Collected data entries:
+ + + +
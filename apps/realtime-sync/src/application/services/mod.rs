//! Application Services
//!
//! - `UpdateDispatcher`: turns push events into store writes while the
//!   push channel is connected

mod dispatcher;

pub use dispatcher::{DispatcherStats, UpdateDispatcher};
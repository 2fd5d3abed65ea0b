//! Domain Layer - Push events, connection state and cached data shapes.
//!
//! Everything here is plain data with serialization support. The shapes
//! are owned by the backend contract; this layer only names them.

/// Named push events and connection state.
pub mod events;

/// Cached data records (trades, QTREATZ overview).
pub mod market;
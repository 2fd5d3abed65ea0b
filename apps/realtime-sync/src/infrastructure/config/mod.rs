//! Configuration Module
//!
//! Environment-driven settings for the sync service.

mod settings;

pub use settings::{
    ConfigError, DEFAULT_FALLBACK_ORIGIN, DEFAULT_QX_API_URL, HttpSettings, ServerSettings,
    SocketSettings, SyncConfig,
};
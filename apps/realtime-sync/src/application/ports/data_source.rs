//! Data Source Port (Driven Port)
//!
//! Opaque request/response fetches returning the full current snapshot of
//! a resource. No pagination or delta parameters.

use async_trait::async_trait;

use crate::domain::market::{QTreatzOverview, Trade};

/// Fetch error.
#[derive(Debug, Clone, PartialEq, Eq, thiserror::Error)]
pub enum FetchError {
    /// Request never produced a response (connect, timeout, TLS).
    #[error("network error: {0}")]
    Network(String),

    /// Backend answered with a non-success status.
    #[error("unexpected status {status} from {url}")]
    Status {
        /// HTTP status code.
        status: u16,
        /// Requested URL.
        url: String,
    },

    /// Response body did not match the expected shape.
    #[error("failed to decode response: {0}")]
    Decode(String),
}

/// Port for fetching authoritative snapshots from the backend.
#[cfg_attr(test, mockall::automock)]
#[async_trait]
pub trait SyncDataSource: Send + Sync {
    /// Fetch the current trade list.
    async fn fetch_trades(&self) -> Result<Vec<Trade>, FetchError>;

    /// Fetch the current QTREATZ overview snapshot.
    async fn fetch_qtreatz_overview(&self) -> Result<QTreatzOverview, FetchError>;
}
+ + + +
**ASSIGNMENT**
Take the entries above and return all of them exactly.

**ANSWER BELOW**
filename apps/realtime-sync/src/application/services/mod.rs
//! Application Services
//!
//! - `UpdateDispatcher`: turns push events into store writes while the
//!   push channel is connected

mod dispatcher;

pub use dispatcher::{DispatcherStats, UpdateDispatcher};
repository 2fd5d3abed65ea0b
//! Domain Layer - Push events, connection state and cached data shapes.
//!
//! Everything here is plain data with serialization support. The shapes
//! are owned by the backend contract; this layer only names them.

/// Named push events and connection state.
pub mod events;

/// Cached data records (trades, QTREATZ overview).
pub mod market;
repository 2fd5d3abed65ea0b
filename apps/realtime-sync/src/infrastructure/config/mod.rs
//! Configuration Module
//!
//! Environment-driven settings for the sync service.

mod settings;

pub use settings::{
    ConfigError, DEFAULT_FALLBACK_ORIGIN, DEFAULT_QX_API_URL, HttpSettings, ServerSettings,
    SocketSettings, SyncConfig,
};
filename apps/realtime-sync/src/application/ports/data_source.rs
//! Data Source Port (Driven Port)
//!
//! Opaque request/response fetches returning the full current snapshot of
//! a resource. No pagination or delta parameters.

use async_trait::async_trait;

use crate::domain::market::{QTreatzOverview, Trade};

/// Fetch error.
#[derive(Debug, Clone, PartialEq, Eq, thiserror::Error)]
pub enum FetchError {
    /// Request never produced a response (connect, timeout, TLS).
    #[error("network error: {0}")]
    Network(String),

    /// Backend answered with a non-success status.
    #[error("unexpected status {status} from {url}")]
    Status {
        /// HTTP status code.
        status: u16,
        /// Requested URL.
        url: String,
    },

    /// Response body did not match the expected shape.
    #[error("failed to decode response: {0}")]
    Decode(String),
}

/// Port for fetching authoritative snapshots from the backend.
#[cfg_attr(test, mockall::automock)]
#[async_trait]
pub trait SyncDataSource: Send + Sync {
    /// Fetch the current trade list.
    async fn fetch_trades(&self) -> Result<Vec<Trade>, FetchError>;

    /// Fetch the current QTREATZ overview snapshot.
    async fn fetch_qtreatz_overview(&self) -> Result<QTreatzOverview, FetchError>;
}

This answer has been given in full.